Angewandt auf den vorliegenden Fall kommt der Generalanwalt zum Ergebnis, dass das EuG seiner Verpflichtung zur unbeschränkten Nachprüfung nicht nachgekommen sei:
172. Nach alledem scheint mir, dass der achte und der zehnte Rechtsmittelgrund großenteils durchgreifen, da das Gericht seine Befugnis zu unbeschränkter Nachprüfung nicht ausgeübt und damit Rechtsfehler bei der Prüfung des geltend gemachten Verstoßes gegen die Grundsätze der Verhältnismäßigkeit, der Gleichbehandlung und der individuellen Strafzumessung sowie gegen die Begründungspflicht begangen hat.Sollte der EuGH diesen Schlussanträgen folgen, so könnte die konfuse und wenig strukturiert formulierte Rechtsmittelschrift der Telefónica daher zwar nicht dem Grunde nach - was den Missbrauch der marktbeherrschenden Stellung betrifft -, aber doch bei der Höhe der Geldstrafe zu einem (vorläufigen) Erfolg verhelfen.

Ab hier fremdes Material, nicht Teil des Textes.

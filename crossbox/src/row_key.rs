//! Row identity resolution.
//!
//! Two rows are the same row iff every configured key field holds strictly
//! equal values in both. Selection sets store row snapshots, so identity is
//! the only link between a stored snapshot and a freshly fetched row.

use std::collections::HashMap;

use serde::Deserialize;
use serde::Serialize;

use crate::error::SelectionError;
use crate::record::Row;
use crate::value::Value;

/// Key fields used when none are configured.
pub const DEFAULT_ROW_KEY: [&str; 2] = ["name", "id"];

/// The resolved identity of a row: one entry per key field, in key order.
///
/// A missing field resolves to `None`, so rows that all lack a key field
/// compare equal on it. Identities hash, so large selections look rows up
/// by identity instead of scanning.
#[derive(Debug, Clone, PartialEq, Eq, Hash)]
pub struct RowIdentity(Vec<Option<Value>>);

impl RowIdentity {
    /// The per-field values, in key order.
    pub fn values(&self) -> &[Option<Value>] {
        &self.0
    }
}

impl std::fmt::Display for RowIdentity {
    fn fmt(&self, f: &mut std::fmt::Formatter<'_>) -> std::fmt::Result {
        write!(f, "(")?;
        for (i, value) in self.0.iter().enumerate() {
            if i > 0 {
                write!(f, ", ")?;
            }
            match value {
                Some(v) => write!(f, "{}", v)?,
                None => write!(f, "<missing>")?,
            }
        }
        write!(f, ")")
    }
}

/// Ordered list of fields that identify a row.
#[derive(Debug, Clone, PartialEq, Eq, Serialize, Deserialize)]
#[serde(transparent)]
pub struct RowKey {
    fields: Vec<String>,
}

impl Default for RowKey {
    fn default() -> Self {
        Self::new(DEFAULT_ROW_KEY)
    }
}

impl RowKey {
    /// Create a key from field names.
    pub fn new<I, S>(fields: I) -> Self
    where
        I: IntoIterator<Item = S>,
        S: Into<String>,
    {
        Self {
            fields: fields.into_iter().map(Into::into).collect(),
        }
    }

    /// The key fields, in order.
    pub fn fields(&self) -> &[String] {
        &self.fields
    }

    /// Resolve the identity of a row.
    pub fn identity<R: Row + ?Sized>(&self, row: &R) -> RowIdentity {
        RowIdentity(self.fields.iter().map(|f| row.field(f)).collect())
    }

    /// Check whether two rows are the same row.
    pub fn equals<A: Row + ?Sized, B: Row + ?Sized>(&self, a: &A, b: &B) -> bool {
        self.fields.iter().all(|f| a.field(f) == b.field(f))
    }

    /// Find the index of `row` inside `rows` with a linear scan.
    ///
    /// Meant for page-sized slices; [`SelectionSet`](crate::SelectionSet)
    /// keeps a hash index for whole-source selections.
    pub fn position<R: Row, Q: Row + ?Sized>(&self, rows: &[R], row: &Q) -> Option<usize> {
        let identity = self.identity(row);
        rows.iter().position(|item| {
            self.fields
                .iter()
                .zip(identity.values())
                .all(|(field, value)| item.field(field).as_ref() == value.as_ref())
        })
    }

    /// Find the first pair of rows that share an identity.
    ///
    /// Returns `(first, second)` indices with `first < second`.
    pub fn find_duplicate<R: Row>(&self, rows: &[R]) -> Option<(usize, usize)> {
        let mut seen: HashMap<RowIdentity, usize> = HashMap::with_capacity(rows.len());
        for (second, row) in rows.iter().enumerate() {
            if let Some(first) = seen.insert(self.identity(row), second) {
                return Some((first, second));
            }
        }
        None
    }

    /// Check that no two rows of a page share an identity.
    pub fn validate_page<R: Row>(&self, rows: &[R]) -> Result<(), SelectionError> {
        match self.find_duplicate(rows) {
            Some((first, second)) => Err(SelectionError::DuplicateRowKey {
                first,
                second,
                identity: self.identity(&rows[second]),
            }),
            None => Ok(()),
        }
    }
}

#[cfg(test)]
mod tests {
    use super::*;
    use crate::record::Record;

    fn pod(name: &str, id: i64) -> Record {
        Record::new().set("name", name).set("id", id)
    }

    #[test]
    fn test_default_key_uses_name_and_id() {
        let key = RowKey::default();
        assert_eq!(key.fields(), ["name", "id"]);
        assert!(key.equals(&pod("a", 1), &pod("a", 1).set("phase", "Running")));
        assert!(!key.equals(&pod("a", 1), &pod("a", 2)));
        assert!(!key.equals(&pod("a", 1), &pod("b", 1)));
    }

    #[test]
    fn test_missing_fields_compare_equal() {
        let key = RowKey::new(["uid"]);
        assert!(key.equals(&pod("a", 1), &pod("b", 2)));
    }

    #[test]
    fn test_position() {
        let key = RowKey::new(["id"]);
        let rows = vec![pod("a", 1), pod("b", 2), pod("c", 3)];
        assert_eq!(key.position(&rows, &pod("other", 2)), Some(1));
        assert_eq!(key.position(&rows, &pod("a", 9)), None);
    }

    #[test]
    fn test_find_duplicate() {
        let key = RowKey::default();
        let rows = vec![pod("a", 1), pod("b", 2), pod("a", 1)];
        assert_eq!(key.find_duplicate(&rows), Some((0, 2)));
        assert_eq!(key.find_duplicate(&rows[..2]), None);
    }

    #[test]
    fn test_validate_page_reports_identity() {
        let key = RowKey::new(["name"]);
        let rows = vec![pod("a", 1), pod("a", 2)];
        let err = key.validate_page(&rows).unwrap_err();
        assert!(err.to_string().contains("\"a\""));
        assert!(matches!(
            err,
            SelectionError::DuplicateRowKey {
                first: 0,
                second: 1,
                ..
            }
        ));
    }
}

Ob das EuG in der "zweiten Runde" die Geldbuße tatsächlich herabsetzen wird, ist nicht abzusehen; nach den vom Generalanwalt genannten Anhaltspunkten aber eher anzunehmen. In RNr 165 nennt der Generalanwalt zB folgende Umstände, denen das EuG Bedeutung beimessen hätte müssen:
173. Ich behaupte nicht, dass gegen diese Grundsätze verstoßen worden ist, sondern dass das Gericht im Rahmen seiner Befugnis zu unbeschränkter Nachprüfung nicht ordnungsgemäß untersucht hat, ob die Entscheidung der Kommission über die Geldbuße mit diesen Grundsätzen im Einklang stand.
- i) Die Entscheidungen Deutsche Telekom, Wanadoo Interactive und Telefónica wurden auf der Grundlage der Leitlinien von 1998, also unter Anwendung der gleichen Berechnungsregeln, erlassen;
- ii) die in den drei Fällen geprüften Verhaltensweisen überschnitten sich zeitlich teilweise und sind von (sehr) ähnlicher Natur: Verdrängungspreispraktiken im Fall von Wanadoo Interactive und Praktiken der Kosten-Preis-Schere in den Fällen der Deutschen Telekom und von Telefónica;
- iii) die drei Fälle betreffen die Märkte des Zugangs zum Internet in Frankreich, Deutschland und Spanien, die große Ähnlichkeit im Hinblick auf Größe und wirtschaftliche Bedeutung aufweisen;
- iv) die in den drei Fällen mit Sanktionen belegten Unternehmen sind historische Telekommunikationsbetreiber (oder eine Tochtergesellschaft eines von ihnen im Fall von Wanadoo Interactive) mit gut vergleichbaren Umsätzen; und
- v) einige Umstände könnten zumindest theoretisch für einen niedrigeren Ausgangsbetrag im Vergleich zu dem sprechen, der in der Sache Deutsche Telekom verhängt wurde, in der a) die Großhandelspreise höher als deren Einzelhandelspreise waren, so dass die Deutsche Telekom sich des Bestehens einer Kosten-Preis-Schere bewusst sein konnte, ohne dass sie Kosten zu berücksichtigen hatte; b) die deutsche Regulierungsbehörde negative Margen festgestellt hatte; c) die betroffenen Produkte wesentliche Infrastrukturen waren; d) nach dem Vorbringen der Rechtsmittelführerin die deutsche Regelung im streitigen Zeitraum weniger strenger[sic!] als die spanische war (auch wenn dieser letzte Punkt von der Kommission bestritten wird).